The problem>
Return each line of the entries that holds the string "CategoryPage".

Stored data entries>

▬▬▬▬▬▬

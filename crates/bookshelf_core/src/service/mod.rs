//! Core use-case services.
//!
//! # Responsibility
//! - Orchestrate repository calls into use-case level APIs.
//! - Keep the web layer decoupled from storage details.

pub mod book_service;
pub mod book_store;
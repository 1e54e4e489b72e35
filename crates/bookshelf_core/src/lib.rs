//! Core domain logic for the Bookshelf catalog.
//! This crate owns storage, validation and the book use-cases; the web
//! crate only routes and renders.

pub mod db;
pub mod form;
pub mod logging;
pub mod model;
pub mod repo;
pub mod service;

pub use form::{CreateBookForm, EditRatingForm, FieldErrors, FormState};
pub use logging::{default_log_level, init_logging, logging_status};
pub use model::book::{Book, BookId, BookValidationError, NewBook};
pub use repo::book_repo::{BookRepository, RepoError, RepoResult, SqliteBookRepository};
pub use service::book_service::BookService;
pub use service::book_store::{BookStore, StoreError, StoreResult};

/// Returns the core crate version.
pub fn core_version() -> &'static str {
    env!("CARGO_PKG_VERSION")
}
//! Repository layer: data access contracts and their SQLite implementations.
//!
//! # Invariants
//! - Repository writes validate the model before touching SQL.
//! - Repository APIs return semantic errors (`NotFound`,
//!   `ConstraintViolation`) in addition to DB transport errors.

pub mod book_repo;
use tracing_subscriber::{EnvFilter, fmt::SubscriberBuilder};

/// Sets up the global tracing subscriber with a fmt formatter and env filter.
///
/// The caller provides a fallback filter string that is used when `RUST_LOG` is
/// not set. This helper ensures all binaries share the same formatting rules.
pub fn init_tracing(default_filter: &str) -> Result<(), anyhow::Error> {
    let filter = EnvFilter::try_from_default_env().unwrap_or_else(|_| EnvFilter::new(default_filter));

    SubscriberBuilder::default()
        .with_env_filter(filter)
        .with_target(true)
        .with_line_number(true)
        .with_file(true)
        .try_init()
        .map_err(|e| anyhow::anyhow!("failed to initialize tracing: {}", e))
}
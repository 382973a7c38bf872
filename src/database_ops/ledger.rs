//! The ledger: durable, deduplicating store of atomic records.
//!
//! Every insert is a single `INSERT .. ON CONFLICT DO NOTHING` statement so
//! the uniqueness constraint is the sole integrity mechanism; there is no
//! check-then-act window even if a reader runs concurrently. Storage faults
//! bubble up as errors; the caller treats them as fatal to the run.

use anyhow::Result;
use sqlx::Row;
use tracing::{debug, instrument};

use crate::database_ops::db::Db;

/// Outcome of an idempotent insert.
#[derive(Debug, Clone, Copy, PartialEq, Eq)]
pub enum InsertOutcome {
    Inserted,
    AlreadyPresent,
}

/// What a probe found for a work item's natural key.
#[derive(Debug, Clone, Copy, PartialEq, Eq)]
pub enum Presence {
    /// Not in the ledger; fetch and insert.
    Absent,
    /// Fully ingested; skip without consuming quota.
    Complete,
    /// Present but missing a field worth a re-fetch (e.g. a NULL year);
    /// consumes quota and ends in an explicit update.
    NeedsUpdate,
}

/// One day of temperature for a location. Natural key: (location, date).
#[derive(Debug, Clone, PartialEq)]
pub struct DailyTemperature {
    pub date: String,
    pub temperature_c: Option<f64>,
}

/// Natural key: title.
#[derive(Debug, Clone, PartialEq)]
pub struct MovieRecord {
    pub title: String,
    pub box_office: Option<i64>,
    pub genres: Option<String>,
    pub year: Option<i32>,
}

/// Natural key: name.
#[derive(Debug, Clone, PartialEq)]
pub struct CountryRecord {
    pub name: String,
    pub capital: Option<String>,
    pub population: Option<i64>,
    pub latitude: Option<f64>,
    pub longitude: Option<f64>,
}

/// Natural key: (category, product_name).
#[derive(Debug, Clone, PartialEq)]
pub struct FoodProduct {
    pub category: String,
    pub product_name: String,
    pub calories: Option<f64>,
    pub protein: Option<f64>,
    pub fat: Option<f64>,
    pub sugar: Option<f64>,
    pub sodium: Option<f64>,
    pub serving_size: Option<String>,
}

/// Daily row joined with its city name, as the aggregator consumes it.
#[derive(Debug, Clone, PartialEq)]
pub struct CityDay {
    pub city: String,
    pub date: String,
    pub temperature_c: Option<f64>,
}

/// Get-or-create a location row, returning its id.
pub async fn ensure_location(db: &Db, name: &str, latitude: f64, longitude: f64) -> Result<i64> {
    if let Some(r) = sqlx::query("SELECT id FROM locations WHERE city_name = ?")
        .bind(name)
        .fetch_optional(&db.pool)
        .await?
    {
        debug!(city = %name, location_id = r.get::<i64, _>("id"), "location exists");
        return Ok(r.get::<i64, _>("id"));
    }
    let result = sqlx::query("INSERT INTO locations (city_name, latitude, longitude) VALUES (?, ?, ?)")
        .bind(name)
        .bind(latitude)
        .bind(longitude)
        .execute(&db.pool)
        .await?;
    let id = result.last_insert_rowid();
    debug!(city = %name, location_id = id, "location created");
    Ok(id)
}

pub async fn location_day_count(db: &Db, city_name: &str) -> Result<i64> {
    let count: i64 = sqlx::query_scalar(
        "SELECT COUNT(*) FROM daily_temperatures d
         JOIN locations l ON l.id = d.location_id
         WHERE l.city_name = ?",
    )
    .bind(city_name)
    .fetch_one(&db.pool)
    .await?;
    Ok(count)
}

pub async fn insert_daily_if_absent(
    db: &Db,
    location_id: i64,
    record: &DailyTemperature,
) -> Result<InsertOutcome> {
    let result = sqlx::query(
        "INSERT INTO daily_temperatures (location_id, date, temperature_c)
         VALUES (?, ?, ?)
         ON CONFLICT (location_id, date) DO NOTHING",
    )
    .bind(location_id)
    .bind(&record.date)
    .bind(record.temperature_c)
    .execute(&db.pool)
    .await?;
    Ok(outcome(result.rows_affected()))
}

/// Classify a title: absent, complete, or present with a NULL year
/// (worth one more fetch to patch it).
pub async fn movie_presence(db: &Db, title: &str) -> Result<Presence> {
    let row = sqlx::query("SELECT year FROM movies WHERE title = ?")
        .bind(title)
        .fetch_optional(&db.pool)
        .await?;
    Ok(match row {
        None => Presence::Absent,
        Some(r) => match r.get::<Option<i32>, _>("year") {
            Some(_) => Presence::Complete,
            None => Presence::NeedsUpdate,
        },
    })
}

pub async fn insert_movie_if_absent(db: &Db, record: &MovieRecord) -> Result<InsertOutcome> {
    let result = sqlx::query(
        "INSERT INTO movies (title, box_office, genres, year)
         VALUES (?, ?, ?, ?)
         ON CONFLICT (title) DO NOTHING",
    )
    .bind(&record.title)
    .bind(record.box_office)
    .bind(&record.genres)
    .bind(record.year)
    .execute(&db.pool)
    .await?;
    Ok(outcome(result.rows_affected()))
}

/// The explicit needs-update write: patch the year on an existing row.
#[instrument(skip(db))]
pub async fn update_movie_year(db: &Db, title: &str, year: Option<i32>) -> Result<()> {
    sqlx::query("UPDATE movies SET year = ? WHERE title = ?")
        .bind(year)
        .bind(title)
        .execute(&db.pool)
        .await?;
    Ok(())
}

pub async fn country_exists(db: &Db, name: &str) -> Result<bool> {
    let count: i64 = sqlx::query_scalar("SELECT COUNT(*) FROM countries WHERE name = ?")
        .bind(name)
        .fetch_one(&db.pool)
        .await?;
    Ok(count > 0)
}

pub async fn insert_country_if_absent(db: &Db, record: &CountryRecord) -> Result<InsertOutcome> {
    let result = sqlx::query(
        "INSERT INTO countries (name, capital, population, latitude, longitude)
         VALUES (?, ?, ?, ?, ?)
         ON CONFLICT (name) DO NOTHING",
    )
    .bind(&record.name)
    .bind(&record.capital)
    .bind(record.population)
    .bind(record.latitude)
    .bind(record.longitude)
    .execute(&db.pool)
    .await?;
    Ok(outcome(result.rows_affected()))
}

pub async fn insert_food_if_absent(db: &Db, record: &FoodProduct) -> Result<InsertOutcome> {
    let result = sqlx::query(
        "INSERT INTO food_products
             (category, product_name, calories, protein, fat, sugar, sodium, serving_size)
         VALUES (?, ?, ?, ?, ?, ?, ?, ?)
         ON CONFLICT (category, product_name) DO NOTHING",
    )
    .bind(&record.category)
    .bind(&record.product_name)
    .bind(record.calories)
    .bind(record.protein)
    .bind(record.fat)
    .bind(record.sugar)
    .bind(record.sodium)
    .bind(&record.serving_size)
    .execute(&db.pool)
    .await?;
    Ok(outcome(result.rows_affected()))
}

/// All daily rows joined with their city, ordered by (city, date).
pub async fn scan_daily_temperatures(db: &Db) -> Result<Vec<CityDay>> {
    let rows = sqlx::query(
        "SELECT l.city_name AS city, d.date AS date, d.temperature_c AS temperature_c
         FROM daily_temperatures d
         JOIN locations l ON l.id = d.location_id
         ORDER BY l.city_name, d.date",
    )
    .fetch_all(&db.pool)
    .await?;
    Ok(rows
        .into_iter()
        .map(|r| CityDay {
            city: r.get("city"),
            date: r.get("date"),
            temperature_c: r.get("temperature_c"),
        })
        .collect())
}

/// All movies, ordered by title.
pub async fn scan_movies(db: &Db) -> Result<Vec<MovieRecord>> {
    let rows = sqlx::query("SELECT title, box_office, genres, year FROM movies ORDER BY title")
        .fetch_all(&db.pool)
        .await?;
    Ok(rows
        .into_iter()
        .map(|r| MovieRecord {
            title: r.get("title"),
            box_office: r.get("box_office"),
            genres: r.get("genres"),
            year: r.get("year"),
        })
        .collect())
}

/// Row counts for the status command, in a fixed display order.
pub async fn table_counts(db: &Db) -> Result<Vec<(&'static str, i64)>> {
    let mut counts = Vec::new();
    for table in [
        "locations",
        "daily_temperatures",
        "movies",
        "countries",
        "food_products",
    ] {
        let count: i64 = sqlx::query_scalar(&format!("SELECT COUNT(*) FROM {table}"))
            .fetch_one(&db.pool)
            .await?;
        counts.push((table, count));
    }
    Ok(counts)
}

fn outcome(rows_affected: u64) -> InsertOutcome {
    if rows_affected > 0 {
        InsertOutcome::Inserted
    } else {
        InsertOutcome::AlreadyPresent
    }
}

#[cfg(test)]
mod tests {
    use super::*;

    async fn test_db() -> Db {
        Db::connect(":memory:", 1).await.unwrap()
    }

    fn movie(title: &str, year: Option<i32>) -> MovieRecord {
        MovieRecord {
            title: title.to_string(),
            box_office: Some(1_000_000),
            genres: Some("Drama".into()),
            year,
        }
    }

    #[tokio::test]
    async fn insert_if_absent_is_idempotent() {
        let db = test_db().await;
        let rec = movie("Whiplash", Some(2014));
        assert_eq!(
            insert_movie_if_absent(&db, &rec).await.unwrap(),
            InsertOutcome::Inserted
        );
        assert_eq!(
            insert_movie_if_absent(&db, &rec).await.unwrap(),
            InsertOutcome::AlreadyPresent
        );
        let all = scan_movies(&db).await.unwrap();
        assert_eq!(all.len(), 1);
    }

    #[tokio::test]
    async fn duplicate_key_never_duplicates_daily_rows() {
        let db = test_db().await;
        let loc = ensure_location(&db, "Berlin", 52.52, 13.41).await.unwrap();
        let rec = DailyTemperature {
            date: "2020-01-01".into(),
            temperature_c: Some(3.5),
        };
        assert_eq!(
            insert_daily_if_absent(&db, loc, &rec).await.unwrap(),
            InsertOutcome::Inserted
        );
        assert_eq!(
            insert_daily_if_absent(&db, loc, &rec).await.unwrap(),
            InsertOutcome::AlreadyPresent
        );
        assert_eq!(location_day_count(&db, "Berlin").await.unwrap(), 1);
    }

    #[tokio::test]
    async fn ensure_location_reuses_existing_rows() {
        let db = test_db().await;
        let a = ensure_location(&db, "Tokyo", 35.68, 139.69).await.unwrap();
        let b = ensure_location(&db, "Tokyo", 35.68, 139.69).await.unwrap();
        assert_eq!(a, b);
    }

    #[tokio::test]
    async fn movie_presence_classifies_needs_update() {
        let db = test_db().await;
        assert_eq!(
            movie_presence(&db, "Logan").await.unwrap(),
            Presence::Absent
        );
        insert_movie_if_absent(&db, &movie("Logan", None))
            .await
            .unwrap();
        assert_eq!(
            movie_presence(&db, "Logan").await.unwrap(),
            Presence::NeedsUpdate
        );
        update_movie_year(&db, "Logan", Some(2017)).await.unwrap();
        assert_eq!(
            movie_presence(&db, "Logan").await.unwrap(),
            Presence::Complete
        );
    }

    #[tokio::test]
    async fn nullable_fields_round_trip() {
        let db = test_db().await;
        let rec = CountryRecord {
            name: "Atlantis".into(),
            capital: None,
            population: None,
            latitude: None,
            longitude: None,
        };
        assert_eq!(
            insert_country_if_absent(&db, &rec).await.unwrap(),
            InsertOutcome::Inserted
        );
        assert!(country_exists(&db, "Atlantis").await.unwrap());
    }
}
/// Truncate a date-ish string to a year by taking its first four characters.
///
/// Handles plain years ("2014"), ISO dates ("2014-10-10"), and ranges
/// ("2010–2012" keeps the start year). "N/A" and anything shorter than four
/// characters map to `None`.
pub fn truncate_year(raw: &str) -> Option<i32> {
    raw.trim().get(0..4)?.parse::<i32>().ok()
}
use std::str::FromStr;
use std::time::Duration;

use anyhow::Result;
use sqlx::sqlite::{
    SqliteConnectOptions, SqliteJournalMode, SqlitePool, SqlitePoolOptions, SqliteSynchronous,
};
use tracing::{info, instrument};

/// Every statement is idempotent; the schema is ensured on each connect so a
/// fresh database file is usable immediately, like the original one-time
/// setup but without a separate step.
const SCHEMA: &[&str] = &[
    "CREATE TABLE IF NOT EXISTS locations (
        id INTEGER PRIMARY KEY AUTOINCREMENT,
        city_name TEXT NOT NULL UNIQUE,
        latitude REAL NOT NULL,
        longitude REAL NOT NULL
    )",
    "CREATE TABLE IF NOT EXISTS daily_temperatures (
        id INTEGER PRIMARY KEY AUTOINCREMENT,
        location_id INTEGER NOT NULL REFERENCES locations (id),
        date TEXT NOT NULL,
        temperature_c REAL,
        UNIQUE (location_id, date)
    )",
    "CREATE TABLE IF NOT EXISTS movies (
        id INTEGER PRIMARY KEY AUTOINCREMENT,
        title TEXT NOT NULL UNIQUE,
        box_office INTEGER,
        genres TEXT,
        year INTEGER
    )",
    "CREATE TABLE IF NOT EXISTS countries (
        id INTEGER PRIMARY KEY AUTOINCREMENT,
        name TEXT NOT NULL UNIQUE,
        capital TEXT,
        population INTEGER,
        latitude REAL,
        longitude REAL
    )",
    "CREATE TABLE IF NOT EXISTS food_products (
        id INTEGER PRIMARY KEY AUTOINCREMENT,
        category TEXT NOT NULL,
        product_name TEXT NOT NULL,
        calories REAL,
        protein REAL,
        fat REAL,
        sugar REAL,
        sodium REAL,
        serving_size TEXT,
        UNIQUE (category, product_name)
    )",
    "CREATE TABLE IF NOT EXISTS ingest_cursors (
        collection TEXT PRIMARY KEY,
        offset INTEGER NOT NULL DEFAULT 0,
        setup_complete INTEGER NOT NULL DEFAULT 0,
        updated_at TEXT
    )",
];

#[derive(Clone)]
pub struct Db {
    pub pool: SqlitePool,
}

impl Db {
    /// Open (creating if missing) the ledger database and ensure its schema.
    ///
    /// synchronous=FULL: a committed write (in particular a cursor advance)
    /// is flushed before the call returns. Resumption depends on never
    /// losing an acknowledged advance.
    #[instrument(skip(path))]
    pub async fn connect(path: &str, max_connections: u32) -> Result<Self> {
        let mut connect_options = if path == ":memory:" {
            SqliteConnectOptions::from_str("sqlite::memory:")?
        } else {
            SqliteConnectOptions::new()
                .filename(path)
                .create_if_missing(true)
                .journal_mode(SqliteJournalMode::Wal)
        };
        connect_options = connect_options
            .synchronous(SqliteSynchronous::Full)
            .foreign_keys(true)
            .busy_timeout(Duration::from_secs(5));

        let pool = SqlitePoolOptions::new()
            .max_connections(max_connections)
            .connect_with(connect_options)
            .await?;
        info!("connected to db");

        for stmt in SCHEMA {
            sqlx::query(stmt).execute(&pool).await?;
        }
        info!(tables = SCHEMA.len(), "schema ensured");

        Ok(Self { pool })
    }
}
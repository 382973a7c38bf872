//! Explicit configuration passed into components at construction.
//! Everything here is resolved once from env/CLI; no module holds ambient
//! keys or connection handles.

use std::time::Duration;

use anyhow::{Context, Result};
use url::Url;

use crate::util::env::{env_opt, env_parse};

/// External API endpoints and credentials for every collection.
#[derive(Debug, Clone)]
pub struct ApiConfig {
    pub weather_endpoint: Url,
    pub omdb_endpoint: Url,
    pub omdb_api_key: Option<String>,
    pub countrylayer_endpoint: Url,
    pub countrylayer_api_key: Option<String>,
    pub food_endpoint: Url,
    pub user_agent: String,
    pub timeout: Duration,
}

impl ApiConfig {
    pub fn from_env() -> Result<Self> {
        crate::util::env::init_env();
        Ok(Self {
            weather_endpoint: endpoint(
                "WEATHER_API_URL",
                "https://archive-api.open-meteo.com/v1/era5",
            )?,
            omdb_endpoint: endpoint("OMDB_API_URL", "http://www.omdbapi.com/")?,
            omdb_api_key: env_opt("OMDB_API_KEY"),
            // Trailing slash matters: relative joins below this base must not
            // replace the version segment.
            countrylayer_endpoint: endpoint(
                "COUNTRYLAYER_API_URL",
                "https://api.countrylayer.com/v2/",
            )?,
            countrylayer_api_key: env_opt("COUNTRYLAYER_API_KEY"),
            food_endpoint: endpoint("FOOD_API_URL", "https://world.openfoodfacts.org/")?,
            user_agent: env_opt("HTTP_USER_AGENT")
                .unwrap_or_else(|| "almanac/0.1 (course project)".into()),
            timeout: Duration::from_secs(env_parse("HTTP_TIMEOUT_SECS", 15u64)),
        })
    }
}

fn endpoint(key: &str, default: &str) -> Result<Url> {
    let raw = env_opt(key).unwrap_or_else(|| default.to_string());
    Url::parse(&raw).with_context(|| format!("invalid URL in {key}: {raw}"))
}

/// Per-run ingestion knobs.
#[derive(Debug, Clone)]
pub struct IngestConfig {
    /// Per-invocation cap on fetch attempts. Probe-skips do not count.
    pub quota: u32,
}

impl IngestConfig {
    pub fn from_env(quota_override: Option<u32>) -> Self {
        Self {
            quota: quota_override.unwrap_or_else(|| env_parse("MAX_ITEMS_PER_RUN", 25u32)),
        }
    }
}

/// Resolve the SQLite path: CLI flag, then ALMANAC_DB, then the default file.
pub fn db_path(cli_override: Option<String>) -> String {
    cli_override
        .or_else(|| env_opt("ALMANAC_DB"))
        .unwrap_or_else(|| "almanac.db".into())
}
//! Static, ordered work lists. Each item identifies one unit of external
//! work; the ingest cursor is an offset into these lists, so their order is
//! part of the persisted contract and must stay stable between runs.

/// One external-fetch task drawn from a static list.
#[derive(Debug, Clone, PartialEq)]
pub enum WorkItem {
    City {
        name: String,
        latitude: f64,
        longitude: f64,
    },
    Title {
        title: String,
    },
    Country {
        name: String,
    },
    CategoryPage {
        category: String,
        page: u32,
    },
}

impl WorkItem {
    /// Display key used in status lines and reports.
    pub fn key(&self) -> String {
        match self {
            WorkItem::City { name, .. } => name.clone(),
            WorkItem::Title { title } => title.clone(),
            WorkItem::Country { name } => name.clone(),
            WorkItem::CategoryPage { category, page } => format!("{category}/p{page}"),
        }
    }
}

pub fn weather_cities() -> Vec<WorkItem> {
    [
        ("Berlin", 52.52, 13.41),
        ("New York", 40.71, -74.01),
        ("Tokyo", 35.68, 139.69),
        ("Sydney", -33.87, 151.21),
        ("São Paulo", -23.55, -46.63),
        ("London", 51.51, -0.13),
        ("Paris", 48.86, 2.35),
        ("Moscow", 55.75, 37.62),
        ("Delhi", 28.66, 77.23),
        ("Los Angeles", 34.05, -118.25),
    ]
    .into_iter()
    .map(|(name, latitude, longitude)| WorkItem::City {
        name: name.to_string(),
        latitude,
        longitude,
    })
    .collect()
}

pub fn movie_titles() -> Vec<WorkItem> {
    [
        "The Shawshank Redemption",
        "The Godfather",
        "The Dark Knight",
        "Pulp Fiction",
        "Forrest Gump",
        "Inception",
        "The Matrix",
        "Fight Club",
        "The Lord of the Rings: The Fellowship of the Ring",
        "The Empire Strikes Back",
        "The Lord of the Rings: The Return of the King",
        "Interstellar",
        "The Green Mile",
        "Gladiator",
        "The Lion King",
        "The Prestige",
        "Saving Private Ryan",
        "The Silence of the Lambs",
        "Schindler's List",
        "Se7en",
        "The Departed",
        "Django Unchained",
        "The Wolf of Wall Street",
        "Whiplash",
        "Avengers: Endgame",
        "Avengers: Infinity War",
        "Iron Man",
        "Spider-Man: No Way Home",
        "Black Panther",
        "Doctor Strange",
        "Guardians of the Galaxy",
        "Captain America: Civil War",
        "Captain Marvel",
        "Thor: Ragnarok",
        "Ant-Man",
        "Deadpool",
        "The Batman",
        "Joker",
        "Logan",
        "The Hunger Games",
        "Harry Potter and the Sorcerer's Stone",
        "Harry Potter and the Prisoner of Azkaban",
        "Harry Potter and the Deathly Hallows: Part 2",
        "Fantastic Beasts and Where to Find Them",
        "Frozen",
        "Frozen II",
        "Toy Story",
        "Toy Story 3",
        "Coco",
        "Inside Out",
        "Up",
        "Finding Nemo",
        "Monsters, Inc.",
        "Shrek",
        "Shrek 2",
        "How to Train Your Dragon",
        "Kung Fu Panda",
        "Despicable Me",
        "Zootopia",
        "Moana",
        "Encanto",
        "Turning Red",
        "The Incredibles",
        "Ratatouille",
        "Cars",
        "Wall-E",
        "Soul",
        "Brave",
        "Luca",
        "Tangled",
        "Big Hero 6",
        "Wreck-It Ralph",
        "Frozen Fever",
        "Maleficent",
        "Aladdin",
        "Beauty and the Beast",
        "The Little Mermaid",
        "Cinderella",
        "Mulan",
        "Pocahontas",
        "Hercules",
        "Tarzan",
        "The Hunchback of Notre Dame",
        "Pirates of the Caribbean: The Curse of the Black Pearl",
        "Pirates of the Caribbean: Dead Man's Chest",
        "National Treasure",
        "The Chronicles of Narnia: The Lion, the Witch and the Wardrobe",
        "The Maze Runner",
        "Divergent",
        "Twilight",
        "Eclipse",
        "Breaking Dawn - Part 2",
        "The Fault in Our Stars",
        "The Notebook",
        "La La Land",
        "A Star is Born",
        "Bohemian Rhapsody",
        "Rocketman",
        "Elvis",
        "The Greatest Showman",
        "Les Misérables",
        "Hamilton",
        "West Side Story",
    ]
    .into_iter()
    .map(|title| WorkItem::Title {
        title: title.to_string(),
    })
    .collect()
}

pub fn country_names() -> Vec<WorkItem> {
    [
        "Germany",
        "United States",
        "Japan",
        "Australia",
        "Brazil",
        "United Kingdom",
        "France",
        "Russia",
        "India",
        "Canada",
        "Mexico",
        "Italy",
        "Spain",
        "Portugal",
        "Netherlands",
        "Belgium",
        "Sweden",
        "Norway",
        "Denmark",
        "Finland",
        "Poland",
        "Austria",
        "Switzerland",
        "Greece",
        "Turkey",
        "Egypt",
        "South Africa",
        "Nigeria",
        "Kenya",
        "China",
        "South Korea",
        "Thailand",
        "Vietnam",
        "Indonesia",
        "Argentina",
        "Chile",
        "Peru",
        "Colombia",
        "New Zealand",
        "Ireland",
    ]
    .into_iter()
    .map(|name| WorkItem::Country {
        name: name.to_string(),
    })
    .collect()
}

pub fn food_category_pages() -> Vec<WorkItem> {
    let categories = ["cereals", "granola-bars", "juices"];
    let mut items = Vec::with_capacity(categories.len() * 5);
    for category in categories {
        for page in 1..=5u32 {
            items.push(WorkItem::CategoryPage {
                category: category.to_string(),
                page,
            });
        }
    }
    items
}

#[cfg(test)]
mod tests {
    use super::*;

    #[test]
    fn lists_are_stable_and_sized() {
        assert_eq!(weather_cities().len(), 10);
        assert_eq!(movie_titles().len(), 100);
        assert_eq!(food_category_pages().len(), 15);
        // Order is part of the cursor contract.
        assert_eq!(weather_cities()[0].key(), "Berlin");
        assert_eq!(weather_cities()[9].key(), "Los Angeles");
        assert_eq!(food_category_pages()[5].key(), "granola-bars/p1");
    }
}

▬▬▬▬▬▬

Response to the exercise>
    CategoryPage {
            WorkItem::CategoryPage { category, page } => format!("{category}/p{page}"),
            items.push(WorkItem::CategoryPage {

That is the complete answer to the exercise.